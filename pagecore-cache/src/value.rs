//! Packed header+body HTTP value
//!
//! HTTP values are the dominant cache payload, so headers and body pack
//! into a single ref-counted [`SharedBuffer`]: byte 0 is a tag (`H` =
//! headers-first, `B` = body-first), bytes 1-4 a u32 LE length of the
//! first region, then the two regions. Either region may arrive first;
//! appending the second never shifts the first, so a value can be built
//! incrementally while older views of the buffer remain valid.

use pagecore_base::SharedBuffer;

use crate::headers::ResponseHeaders;
use crate::{Error, Result};

const TAG_HEADERS_FIRST: u8 = b'H';
const TAG_BODY_FIRST: u8 = b'B';
const PREAMBLE: usize = 5;

/// An HTTP response (headers + body) packed into one shared buffer.
#[derive(Clone, Debug, Default)]
pub struct HttpValue {
    buf: SharedBuffer,
    headers_set: bool,
}

impl HttpValue {
    pub fn new() -> Self {
        Self::default()
    }

    /// Install serialized headers. If the buffer is empty they become
    /// the first region; if a body-first buffer exists they are
    /// appended as the second region. Setting headers twice is an
    /// error.
    pub fn set_headers(&mut self, headers: &ResponseHeaders) -> Result<()> {
        if self.headers_set {
            return Err(Error::HeadersAlreadySet);
        }
        let encoded = headers.encode();
        if self.buf.is_empty() {
            if encoded.len() > u32::MAX as usize {
                return Err(Error::RegionTooLarge);
            }
            self.buf.append(&[TAG_HEADERS_FIRST]);
            self.buf.append(&(encoded.len() as u32).to_le_bytes());
            self.buf.append(&encoded);
        } else {
            // Body-first layout: headers go behind the body and the
            // prefix (body length) is untouched.
            self.buf.append(&encoded);
        }
        self.headers_set = true;
        Ok(())
    }

    /// Append body bytes. The first write of a body-first value lays
    /// down the tag and length prefix; later writes keep the prefix in
    /// sync with the body size.
    pub fn write(&mut self, bytes: &[u8]) -> Result<()> {
        if self.buf.is_empty() {
            if bytes.len() > u32::MAX as usize {
                return Err(Error::RegionTooLarge);
            }
            self.buf.append(&[TAG_BODY_FIRST]);
            self.buf.append(&(bytes.len() as u32).to_le_bytes());
            self.buf.append(bytes);
            return Ok(());
        }

        match self.buf.as_slice()[0] {
            TAG_HEADERS_FIRST => {
                // Body is the second region; no prefix to maintain.
                self.buf.append(bytes);
                Ok(())
            }
            TAG_BODY_FIRST => {
                if self.headers_set {
                    // Headers already landed behind the body; growing
                    // the first region would shift them.
                    return Err(Error::MalformedValue(
                        "body write after headers appended".into(),
                    ));
                }
                let old_len = self.first_region_len()? as usize;
                let new_len = old_len
                    .checked_add(bytes.len())
                    .filter(|&l| l <= u32::MAX as usize)
                    .ok_or(Error::RegionTooLarge)?;
                self.buf.append(bytes);
                self.buf.write_at(1, &(new_len as u32).to_le_bytes())?;
                Ok(())
            }
            tag => Err(Error::MalformedValue(format!("unknown tag {tag:#x}"))),
        }
    }

    fn first_region_len(&self) -> Result<u32> {
        let slice = self.buf.as_slice();
        if slice.len() < PREAMBLE {
            return Err(Error::MalformedValue("shorter than preamble".into()));
        }
        let mut raw = [0u8; 4];
        raw.copy_from_slice(&slice[1..PREAMBLE]);
        Ok(u32::from_le_bytes(raw))
    }

    /// True iff the buffer is structurally sound: total size at least
    /// the preamble and the prefix not pointing past the end.
    pub fn is_extractable(&self) -> bool {
        match self.first_region_len() {
            Ok(len) => len as usize <= self.buf.len() - PREAMBLE,
            Err(_) => false,
        }
    }

    fn regions(&self) -> Result<(SharedBuffer, SharedBuffer)> {
        let first_len = self.first_region_len()? as usize;
        let total = self.buf.len();
        if first_len > total - PREAMBLE {
            return Err(Error::MalformedValue(format!(
                "prefix {first_len} exceeds payload {}",
                total - PREAMBLE
            )));
        }
        let mut first = self.buf.clone();
        first.remove_prefix(PREAMBLE);
        first.remove_suffix(total - PREAMBLE - first_len);
        let mut second = self.buf.clone();
        second.remove_prefix(PREAMBLE + first_len);
        Ok((first, second))
    }

    /// Decode the header region. Fails on malformed buffers; never
    /// panics.
    pub fn extract_headers(&self) -> Result<ResponseHeaders> {
        let (first, second) = self.regions()?;
        let header_bytes = match self.buf.as_slice()[0] {
            TAG_HEADERS_FIRST => first,
            TAG_BODY_FIRST => second,
            tag => return Err(Error::MalformedValue(format!("unknown tag {tag:#x}"))),
        };
        ResponseHeaders::decode(header_bytes.as_slice())
    }

    /// Return the body region as a cheap view over the shared storage.
    pub fn extract_contents(&self) -> Result<SharedBuffer> {
        let (first, second) = self.regions()?;
        match self.buf.as_slice()[0] {
            TAG_HEADERS_FIRST => Ok(second),
            TAG_BODY_FIRST => Ok(first),
            tag => Err(Error::MalformedValue(format!("unknown tag {tag:#x}"))),
        }
    }

    /// Adopt a buffer from an untrusted source (a cache hit). The
    /// buffer is validated by a full header extraction; on failure the
    /// value is left unchanged and `false` is returned.
    pub fn link(&mut self, src: &SharedBuffer) -> bool {
        let candidate = HttpValue {
            buf: src.clone(),
            headers_set: true,
        };
        if candidate.extract_headers().is_err() {
            return false;
        }
        *self = candidate;
        true
    }

    /// Hand out the underlying shared buffer (for a cache put).
    pub fn share(&self) -> SharedBuffer {
        self.buf.clone()
    }

    /// Total packed size in bytes.
    pub fn size(&self) -> usize {
        self.buf.len()
    }
}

## [Exercise directions]
The answer is all of the material, given again exactly.

## [Solution to this task]
filename pagecore-cache/src/value.rs
//! Packed header+body HTTP value
//!
//! HTTP values are the dominant cache payload, so headers and body pack
//! into a single ref-counted [`SharedBuffer`]: byte 0 is a tag (`H` =
//! headers-first, `B` = body-first), bytes 1-4 a u32 LE length of the
//! first region, then the two regions. Either region may arrive first;
//! appending the second never shifts the first, so a value can be built
//! incrementally while older views of the buffer remain valid.

use pagecore_base::SharedBuffer;

use crate::headers::ResponseHeaders;
use crate::{Error, Result};

const TAG_HEADERS_FIRST: u8 = b'H';
const TAG_BODY_FIRST: u8 = b'B';
const PREAMBLE: usize = 5;

/// An HTTP response (headers + body) packed into one shared buffer.
#[derive(Clone, Debug, Default)]
pub struct HttpValue {
    buf: SharedBuffer,
    headers_set: bool,
}

impl HttpValue {
    pub fn new() -> Self {
        Self::default()
    }

    /// Install serialized headers. If the buffer is empty they become
    /// the first region; if a body-first buffer exists they are
    /// appended as the second region. Setting headers twice is an
    /// error.
    pub fn set_headers(&mut self, headers: &ResponseHeaders) -> Result<()> {
        if self.headers_set {
            return Err(Error::HeadersAlreadySet);
        }
        let encoded = headers.encode();
        if self.buf.is_empty() {
            if encoded.len() > u32::MAX as usize {
                return Err(Error::RegionTooLarge);
            }
            self.buf.append(&[TAG_HEADERS_FIRST]);
            self.buf.append(&(encoded.len() as u32).to_le_bytes());
            self.buf.append(&encoded);
        } else {
            // Body-first layout: headers go behind the body and the
            // prefix (body length) is untouched.
            self.buf.append(&encoded);
        }
        self.headers_set = true;
        Ok(())
    }

    /// Append body bytes. The first write of a body-first value lays
    /// down the tag and length prefix; later writes keep the prefix in
    /// sync with the body size.
    pub fn write(&mut self, bytes: &[u8]) -> Result<()> {
        if self.buf.is_empty() {
            if bytes.len() > u32::MAX as usize {
                return Err(Error::RegionTooLarge);
            }
            self.buf.append(&[TAG_BODY_FIRST]);
            self.buf.append(&(bytes.len() as u32).to_le_bytes());
            self.buf.append(bytes);
            return Ok(());
        }

        match self.buf.as_slice()[0] {
            TAG_HEADERS_FIRST => {
                // Body is the second region; no prefix to maintain.
                self.buf.append(bytes);
                Ok(())
            }
            TAG_BODY_FIRST => {
                if self.headers_set {
                    // Headers already landed behind the body; growing
                    // the first region would shift them.
                    return Err(Error::MalformedValue(
                        "body write after headers appended".into(),
                    ));
                }
                let old_len = self.first_region_len()? as usize;
                let new_len = old_len
                    .checked_add(bytes.len())
                    .filter(|&l| l <= u32::MAX as usize)
                    .ok_or(Error::RegionTooLarge)?;
                self.buf.append(bytes);
                self.buf.write_at(1, &(new_len as u32).to_le_bytes())?;
                Ok(())
            }
            tag => Err(Error::MalformedValue(format!("unknown tag {tag:#x}"))),
        }
    }

    fn first_region_len(&self) -> Result<u32> {
        let slice = self.buf.as_slice();
        if slice.len() < PREAMBLE {
            return Err(Error::MalformedValue("shorter than preamble".into()));
        }
        let mut raw = [0u8; 4];
        raw.copy_from_slice(&slice[1..PREAMBLE]);
        Ok(u32::from_le_bytes(raw))
    }

    /// True iff the buffer is structurally sound: total size at least
    /// the preamble and the prefix not pointing past the end.
    pub fn is_extractable(&self) -> bool {
        match self.first_region_len() {
            Ok(len) => len as usize <= self.buf.len() - PREAMBLE,
            Err(_) => false,
        }
    }

    fn regions(&self) -> Result<(SharedBuffer, SharedBuffer)> {
        let first_len = self.first_region_len()? as usize;
        let total = self.buf.len();
        if first_len > total - PREAMBLE {
            return Err(Error::MalformedValue(format!(
                "prefix {first_len} exceeds payload {}",
                total - PREAMBLE
            )));
        }
        let mut first = self.buf.clone();
        first.remove_prefix(PREAMBLE);
        first.remove_suffix(total - PREAMBLE - first_len);
        let mut second = self.buf.clone();
        second.remove_prefix(PREAMBLE + first_len);
        Ok((first, second))
    }

    /// Decode the header region. Fails on malformed buffers; never
    /// panics.
    pub fn extract_headers(&self) -> Result<ResponseHeaders> {
        let (first, second) = self.regions()?;
        let header_bytes = match self.buf.as_slice()[0] {
            TAG_HEADERS_FIRST => first,
            TAG_BODY_FIRST => second,
            tag => return Err(Error::MalformedValue(format!("unknown tag {tag:#x}"))),
        };
        ResponseHeaders::decode(header_bytes.as_slice())
    }

    /// Return the body region as a cheap view over the shared storage.
    pub fn extract_contents(&self) -> Result<SharedBuffer> {
        let (first, second) = self.regions()?;
        match self.buf.as_slice()[0] {
            TAG_HEADERS_FIRST => Ok(second),
            TAG_BODY_FIRST => Ok(first),
            tag => Err(Error::MalformedValue(format!("unknown tag {tag:#x}"))),
        }
    }

    /// Adopt a buffer from an untrusted source (a cache hit). The
    /// buffer is validated by a full header extraction; on failure the
    /// value is left unchanged and `false` is returned.
    pub fn link(&mut self, src: &SharedBuffer) -> bool {
        let candidate = HttpValue {
            buf: src.clone(),
            headers_set: true,
        };
        if candidate.extract_headers().is_err() {
            return false;
        }
        *self = candidate;
        true
    }

    /// Hand out the underlying shared buffer (for a cache put).
    pub fn share(&self) -> SharedBuffer {
        self.buf.clone()
    }

    /// Total packed size in bytes.
    pub fn size(&self) -> usize {
        self.buf.len()
    }
}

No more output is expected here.